## [TASK OBJECTIVE]
Below this line is a set of entries; quote exactly the lines from the line that contains "an empty list." to the line that contains "pub fn clear(&self)", both lines included.

(Collected data entries)
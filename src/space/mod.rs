//! # Event space: handler registry and dispatcher.
//!
//! [`EventSpace`] owns the mapping from event names to priority-ordered
//! handlers and implements both call protocols.
//!
//! ## Architecture
//! ```text
//! register(handler) ──► RwLock<Registry>
//!                          event ─► priority (desc) ─► [h1, h2, ...] (FIFO)
//!
//! call(name, opts, args)
//!   ├─► snapshot = registry.read().ordered(name)   (lock released here)
//!   └─► for h in snapshot: invoke ─► push response ─► check first_response / state
//!
//! async_call(name, args)
//!   ├─► snapshot
//!   ├─► sync handlers: invoke in order
//!   └─► async handlers: join_all ─► merge back into snapshot positions
//! ```
//!
//! ## Rules
//! - Registry mutations are visible to the next dispatch only; a running
//!   dispatch iterates its own snapshot.
//! - No lock is held while handler code runs, so handlers may register and
//!   unregister (themselves included).
//! - Cloning an `EventSpace` is cheap; clones share the registry.

mod dispatch;
mod registry;

use std::sync::{Arc, PoisonError, RwLock, RwLockReadGuard, RwLockWriteGuard, Weak};

use crate::config::Config;
use crate::error::EventError;
use crate::handlers::{EventHandler, HandlerBuilder, HandlerHandle, OwnerToken};

pub use dispatch::CallOptions;
use registry::Registry;

struct Shared {
    cfg: Config,
    registry: RwLock<Registry>,
}

/// Registry of event handlers plus the dispatch entry points.
///
/// ## Example
/// ```rust
/// use eventspace::{Arguments, CallOptions, EventSpace};
/// use serde_json::json;
///
/// let space = EventSpace::new();
/// space.on("ping").priority(10).sync(|_call, _args| Ok(Some(json!("a"))));
/// space.on("ping").priority(5).sync(|_call, _args| Ok(None));
/// space.on("ping").priority(5).sync(|_call, _args| Ok(Some(json!("c"))));
///
/// let call = space.call("ping", CallOptions::default(), Arguments::new()).unwrap();
/// assert_eq!(call.responses(), &[Some(json!("a")), None, Some(json!("c"))]);
/// assert_eq!(call.response(), Some(&json!("a")));
/// ```
#[derive(Clone)]
pub struct EventSpace {
    shared: Arc<Shared>,
}

impl EventSpace {
    /// Creates an empty space with default configuration.
    #[must_use]
    pub fn new() -> Self {
        Self::with_config(Config::default())
    }

    /// Creates an empty space with the given configuration.
    #[must_use]
    pub fn with_config(cfg: Config) -> Self {
        Self {
            shared: Arc::new(Shared {
                cfg,
                registry: RwLock::new(Registry::default()),
            }),
        }
    }

    /// Configuration of this space.
    pub fn config(&self) -> &Config {
        &self.shared.cfg
    }

    /// Starts a handler for `event` that is registered here when finished.
    ///
    /// The builder starts from this space's [`Config`].
    pub fn on(&self, event: impl Into<Arc<str>>) -> HandlerBuilder {
        HandlerBuilder::from_config(event.into(), &self.shared.cfg, Some(self.clone()))
    }

    /// Registers `handler` and returns its handle.
    ///
    /// Registering a handler that is already present (same id) keeps its
    /// position and replaces the stored copy, picking up a later
    /// [`with_owner`](EventHandler::with_owner) or
    /// [`with_additional_kwargs`](EventHandler::with_additional_kwargs).
    pub fn register(&self, handler: &EventHandler) -> HandlerHandle {
        let inserted = self.write().insert(handler);
        if inserted {
            tracing::debug!(
                event = handler.event(),
                priority = handler.priority(),
                handler = %handler.id(),
                is_async = handler.is_async(),
                "handler registered"
            );
        } else {
            tracing::debug!(
                handler = %handler.id(),
                "handler already registered, entry refreshed"
            );
        }
        handler.handle()
    }

    /// True if the handler identified by `handle` is registered.
    pub fn is_registered(&self, handle: &HandlerHandle) -> bool {
        self.read().contains(handle)
    }

    /// Removes one handler.
    ///
    /// # Errors
    /// [`EventError::HandlerNotFound`] if it is not registered.
    pub fn unregister(&self, handle: &HandlerHandle) -> Result<(), EventError> {
        if !self.write().remove(handle) {
            return Err(EventError::HandlerNotFound {
                event: Arc::clone(&handle.event),
                priority: handle.priority,
                handler: handle.id,
            });
        }
        tracing::debug!(event = &*handle.event, handler = %handle.id, "handler unregistered");
        Ok(())
    }

    /// Removes every handler tagged with `owner`; returns how many were removed.
    pub fn unregister_all(&self, owner: &OwnerToken) -> usize {
        let removed = self.write().remove_owned(owner);
        tracing::debug!(owner = owner.as_str(), removed, "owner handlers unregistered");
        removed
    }

    /// Handlers for `event` in dispatch order (descending priority, FIFO within).
    ///
    /// Unknown events yield an empty list.
    pub fn handlers(&self, event: &str) -> Vec<EventHandler> {
        self.read().ordered(event)
    }

    /// Sorted names of events with at least one handler.
    pub fn events(&self) -> Vec<String> {
        self.read().event_names()
    }

    /// Total number of registered handlers.
    pub fn len(&self) -> usize {
        self.read().len()
    }

    /// True if no handler is registered.
    pub fn is_empty(&self) -> bool {
        self.len() == 0
    }

    /// Removes every handler.
    pub fn clear(&self) {
        self.write().clear();
    }

    pub(crate) fn downgrade(&self) -> WeakSpace {
        WeakSpace(Arc::downgrade(&self.shared))
    }

    fn read(&self) -> RwLockReadGuard<'_, Registry> {
        self.shared
            .registry
            .read()
            .unwrap_or_else(PoisonError::into_inner)
    }

    fn write(&self) -> RwLockWriteGuard<'_, Registry> {
        self.shared
            .registry
            .write()
            .unwrap_or_else(PoisonError::into_inner)
    }
}

impl Default for EventSpace {
    fn default() -> Self {
        Self::new()
    }
}

impl std::fmt::Debug for EventSpace {
    fn fmt(&self, f: &mut std::fmt::Formatter<'_>) -> std::fmt::Result {
        f.debug_struct("EventSpace")
            .field("events", &self.events())
            .field("handlers", &self.len())
            .finish()
    }
}

/// Non-owning reference to an [`EventSpace`], held by handlers that unregister themselves.
#[derive(Clone)]
pub(crate) struct WeakSpace(Weak<Shared>);

impl WeakSpace {
    pub(crate) fn upgrade(&self) -> Option<EventSpace> {
        self.0.upgrade().map(|shared| EventSpace { shared })
    }
}

#[cfg(test)]
mod tests {
    use super::*;
    use crate::Arguments;
    use serde_json::json;

    #[test]
    fn unregister_missing_is_an_error() {
        let space = EventSpace::new();
        let h = EventHandler::builder("e").sync(|_c, _a| Ok(None));
        let err = space.unregister(&h.handle()).unwrap_err();
        assert!(matches!(err, EventError::HandlerNotFound { .. }));
    }

    #[test]
    fn register_twice_does_not_duplicate() {
        let space = EventSpace::new();
        let h = EventHandler::builder("e").sync(|_c, _a| Ok(Some(json!(1))));
        space.register(&h);
        space.register(&h);
        assert_eq!(space.len(), 1);
        let call = space.emit("e", Arguments::new()).unwrap();
        assert_eq!(call.responses().len(), 1);
    }

    #[test]
    fn clones_share_registry() {
        let space = EventSpace::new();
        let other = space.clone();
        let h = other.on("e").sync(|_c, _a| Ok(None));
        assert!(space.is_registered(&h.handle()));
        assert_eq!(space.events(), vec!["e".to_string()]);
        space.clear();
        assert!(other.is_empty());
    }

    #[test]
    fn unregister_all_by_owner() {
        let space = EventSpace::new();
        space.on("a").owner("mod").sync(|_c, _a| Ok(None));
        space.on("b").owner("mod").sync(|_c, _a| Ok(None));
        let keep = space.on("a").sync(|_c, _a| Ok(None));

        assert_eq!(space.unregister_all(&OwnerToken::from("mod")), 2);
        assert_eq!(space.len(), 1);
        assert!(space.is_registered(&keep.handle()));
    }

    #[test]
    fn weak_space_does_not_keep_registry_alive() {
        let space = EventSpace::new();
        let weak = space.downgrade();
        assert!(weak.upgrade().is_some());
        drop(space);
        assert!(weak.upgrade().is_none());
    }

    #[test]
    fn registration_from_many_threads() {
        let space = EventSpace::new();
        std::thread::scope(|scope| {
            for t in 0..4 {
                let space = space.clone();
                scope.spawn(move || {
                    for i in 0..25 {
                        space.on("e").priority(t * 100 + i).sync(|_c, _a| Ok(None));
                    }
                });
            }
        });
        assert_eq!(space.len(), 100);
        let priorities: Vec<i32> = space.handlers("e").iter().map(|h| h.priority()).collect();
        let mut sorted = priorities.clone();
        sorted.sort_unstable_by(|a, b| b.cmp(a));
        assert_eq!(priorities, sorted);
    }

    #[test]
    fn dispatch_alongside_registration_and_removal() {
        let space = EventSpace::new();
        space.on("e").priority(1000).sync(|_c, _a| Ok(Some(json!("anchor"))));

        std::thread::scope(|scope| {
            for t in 0..2 {
                let space = space.clone();
                scope.spawn(move || {
                    for i in 0..50 {
                        let h = space.on("e").priority(t * 100 + i).sync(|_c, _a| Ok(None));
                        if i % 2 == 0 {
                            space.unregister(&h.handle()).unwrap();
                        }
                    }
                });
            }
            let owned = space.clone();
            scope.spawn(move || {
                for _ in 0..20 {
                    owned.on("e").owner("temp").sync(|_c, _a| Ok(None));
                    owned.unregister_all(&OwnerToken::from("temp"));
                }
            });
            for _ in 0..4 {
                let space = space.clone();
                scope.spawn(move || {
                    for _ in 0..50 {
                        let call = space.emit("e", Arguments::new()).unwrap();
                        assert_eq!(call.response(), Some(&json!("anchor")));
                        assert_eq!(call.responses()[0], Some(json!("anchor")));
                    }
                });
            }
        });

        assert_eq!(space.len(), 1 + 2 * 25);
        let call = space.emit("e", Arguments::new()).unwrap();
        assert_eq!(call.responses().len(), 51);
    }
}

## [ANSWER FOR THE TASK]
    /// Unknown events yield an empty list.
    pub fn handlers(&self, event: &str) -> Vec<EventHandler> {
        self.read().ordered(event)
    }

    /// Sorted names of events with at least one handler.
    pub fn events(&self) -> Vec<String> {
        self.read().event_names()
    }

    /// Total number of registered handlers.
    pub fn len(&self) -> usize {
        self.read().len()
    }

    /// True if no handler is registered.
    pub fn is_empty(&self) -> bool {
        self.len() == 0
    }

    /// Removes every handler.
    pub fn clear(&self) {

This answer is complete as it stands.